Stephenson's later work in musical theatre was less successful. For the Carl Rosa Opera Company he rewrote the libretto for The Golden Web, an opera bouffe by the composer Arthur Thomas, which was first heard in 1893. In spite of some positive critical attention, interest in the piece was short-lived. The same year, two short operettas with music by Edward Jakobowski, The Improvisatore and A Venetian Singer, made little impact. The Ranch, a musical farce with music by Edward Solomon, failed to find a theatre to stage it. A libretto for Charles Villiers Stanford, Christopher Patch, The Barber of Bath, was set by Stanford but has never been performed. A libretto for Sir Alexander Mackenzie remained, as McKenzie put it in 1898, "still in my desk".

===Later years===
In the non-musical theatre, Stephenson continued to prosper. By the 1890s he was sufficiently well known that his name as author of a play lent cachet. In 1892 one British newspaper protested that a new play, advertised as the work of Stephenson and Augustus Harris, was in fact the work of less-known writers. In the same year, Stephenson produced one of his more enduring works, Faithful James, a one act comedy. It supplanted Gilbert's Rosencrantz and Guildenstern in a triple bill running at the Court Theatre. The cast included Weedon Grossmith, Brandon Thomas, Ellaline Terriss and Sybil Grey. Among later revivals of the play was one in 1907 with Rutland Barrington in the title role of the bumbling butler. In 1894, Stephenson co-wrote a melodrama with Haddon Chambers, The Fatal Card, which was well received. Asked how he and his collaborator worked together, he said, "We divide the labour. I write all the vowels and Mr Chambers all the consonants."

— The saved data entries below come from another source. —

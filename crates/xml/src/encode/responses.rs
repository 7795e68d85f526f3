use tracing::debug;

use checkout_domain::{MerchantCalculationResult, MerchantCalculationResults, MerchantCodeKind, MerchantCodeResult, NotificationAcknowledgment};

use crate::encode::{bool_text, money_element};
use crate::error::CodecResult;
use crate::tree::Element;

/// Serialize the reply to a notification.
pub fn encode_acknowledgment(ack: &NotificationAcknowledgment) -> CodecResult<String> {
    let mut root = Element::root("notification-acknowledgment");
    if let Some(serial_number) = &ack.serial_number {
        root.set_attribute("serial-number", serial_number.as_str());
    }
    debug!(serial_number = ack.serial_number.as_ref().map(|s| s.as_str()), "encoded acknowledgment");
    root.to_document()
}

/// Serialize the reply to a merchant calculation callback.
pub fn encode_merchant_calculation_results(results: &MerchantCalculationResults) -> CodecResult<String> {
    let mut root = Element::root("merchant-calculation-results");
    let list = root.add_child("results");
    for result in &results.results {
        list.push(result_element(result));
    }
    debug!(results = results.results.len(), "encoded merchant calculation results");
    root.to_document()
}

fn result_element(result: &MerchantCalculationResult) -> Element {
    let mut el = Element::new("result")
        .with_attribute("shipping-name", result.shipping_name.as_str())
        .with_attribute("address-id", result.address_id.as_str());
    el.push(money_element("shipping-rate", &result.shipping_rate));
    el.add_text_child("shippable", bool_text(result.shippable));
    if let Some(tax) = &result.total_tax {
        el.push(money_element("total-tax", tax));
    }
    let codes = el.add_child("merchant-code-results");
    for code in &result.merchant_code_results {
        codes.push(code_result_element(code));
    }
    el
}

fn code_result_element(code: &MerchantCodeResult) -> Element {
    let tag = match code.kind {
        MerchantCodeKind::Coupon => "coupon-result",
        MerchantCodeKind::GiftCertificate => "gift-certificate-result",
    };
    let mut el = Element::new(tag);
    el.add_text_child("valid", bool_text(code.valid));
    el.add_text_child("code", code.code.as_str());
    el.push(money_element("calculated-amount", &code.calculated_amount));
    el.add_text_child("message", code.message.as_str());
    el
}
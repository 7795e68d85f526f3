//! Order states and per-order value objects shared by commands and notifications.

use core::fmt;
use core::str::FromStr;

use serde::{Deserialize, Serialize};

use checkout_core::{DomainError, Money};

/// Financial state of an order.
#[derive(Debug, Clone, Copy, PartialEq, Eq, Hash, Serialize, Deserialize)]
#[serde(rename_all = "SCREAMING_SNAKE_CASE")]
pub enum FinancialState {
    Reviewing,
    Chargeable,
    Charging,
    Charged,
    PaymentDeclined,
    Cancelled,
    CancelledByGoogle,
}

impl FinancialState {
    pub const ALL: [FinancialState; 7] = [
        FinancialState::Reviewing,
        FinancialState::Chargeable,
        FinancialState::Charging,
        FinancialState::Charged,
        FinancialState::PaymentDeclined,
        FinancialState::Cancelled,
        FinancialState::CancelledByGoogle,
    ];

    pub fn as_str(&self) -> &'static str {
        match self {
            FinancialState::Reviewing => "REVIEWING",
            FinancialState::Chargeable => "CHARGEABLE",
            FinancialState::Charging => "CHARGING",
            FinancialState::Charged => "CHARGED",
            FinancialState::PaymentDeclined => "PAYMENT_DECLINED",
            FinancialState::Cancelled => "CANCELLED",
            FinancialState::CancelledByGoogle => "CANCELLED_BY_GOOGLE",
        }
    }
}

impl fmt::Display for FinancialState {
    fn fmt(&self, f: &mut fmt::Formatter<'_>) -> fmt::Result {
        f.write_str(self.as_str())
    }
}

impl FromStr for FinancialState {
    type Err = DomainError;

    fn from_str(s: &str) -> Result<Self, Self::Err> {
        Self::ALL
            .into_iter()
            .find(|state| state.as_str() == s)
            .ok_or_else(|| DomainError::validation(format!("invalid financial state {s}")))
    }
}

/// Fulfillment state of an order.
#[derive(Debug, Clone, Copy, PartialEq, Eq, Hash, Serialize, Deserialize)]
#[serde(rename_all = "SCREAMING_SNAKE_CASE")]
pub enum FulfillmentState {
    New,
    Processing,
    Delivered,
    WillNotDeliver,
}

impl FulfillmentState {
    pub const ALL: [FulfillmentState; 4] = [
        FulfillmentState::New,
        FulfillmentState::Processing,
        FulfillmentState::Delivered,
        FulfillmentState::WillNotDeliver,
    ];

    pub fn as_str(&self) -> &'static str {
        match self {
            FulfillmentState::New => "NEW",
            FulfillmentState::Processing => "PROCESSING",
            FulfillmentState::Delivered => "DELIVERED",
            FulfillmentState::WillNotDeliver => "WILL_NOT_DELIVER",
        }
    }
}

impl fmt::Display for FulfillmentState {
    fn fmt(&self, f: &mut fmt::Formatter<'_>) -> fmt::Result {
        f.write_str(self.as_str())
    }
}

impl FromStr for FulfillmentState {
    type Err = DomainError;

    fn from_str(s: &str) -> Result<Self, Self::Err> {
        Self::ALL
            .into_iter()
            .find(|state| state.as_str() == s)
            .ok_or_else(|| DomainError::validation(format!("invalid fulfillment state {s}")))
    }
}

/// Carrier plus tracking number of a shipment.
#[derive(Debug, Clone, PartialEq, Eq, Serialize, Deserialize)]
pub struct TrackingData {
    pub carrier: String,
    pub tracking_number: String,
}

impl TrackingData {
    pub fn new(carrier: impl Into<String>, tracking_number: impl Into<String>) -> Self {
        Self {
            carrier: carrier.into(),
            tracking_number: tracking_number.into(),
        }
    }
}

/// A merchant item referenced by an item-level command.
#[derive(Debug, Clone, PartialEq, Eq, Serialize, Deserialize)]
pub struct ItemInfo {
    pub merchant_item_id: String,
    pub tracking_data: Vec<TrackingData>,
}

impl ItemInfo {
    pub fn new(merchant_item_id: impl Into<String>) -> Self {
        Self {
            merchant_item_id: merchant_item_id.into(),
            tracking_data: Vec::new(),
        }
    }

    pub fn add_tracking_data(&mut self, carrier: impl Into<String>, tracking_number: impl Into<String>) -> &TrackingData {
        self.tracking_data.push(TrackingData::new(carrier, tracking_number));
        let last = self.tracking_data.len() - 1;
        &self.tracking_data[last]
    }

    pub fn with_tracking_data(mut self, carrier: impl Into<String>, tracking_number: impl Into<String>) -> Self {
        self.add_tracking_data(carrier, tracking_number);
        self
    }
}

/// Processing fee reported with a charge.
#[derive(Debug, Clone, PartialEq, Serialize, Deserialize)]
pub struct ChargeFee {
    pub flat: Money,
    pub percentage: f64,
    pub total: Money,
}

Among revivals of Stephenson's works, during his life and after, were Dorothy (on several occasions, notably in 1908, when the critic of The Times called it "one of the most tuneful, most charming, and most shapely of English comic operas") and Diplomacy, which was given in command performances for Queen Victoria in 1893 and George V in 1914, and was revived again in 1924, starring Gladys Cooper.

Stephenson died in Taplow, Berkshire, at the age of 66.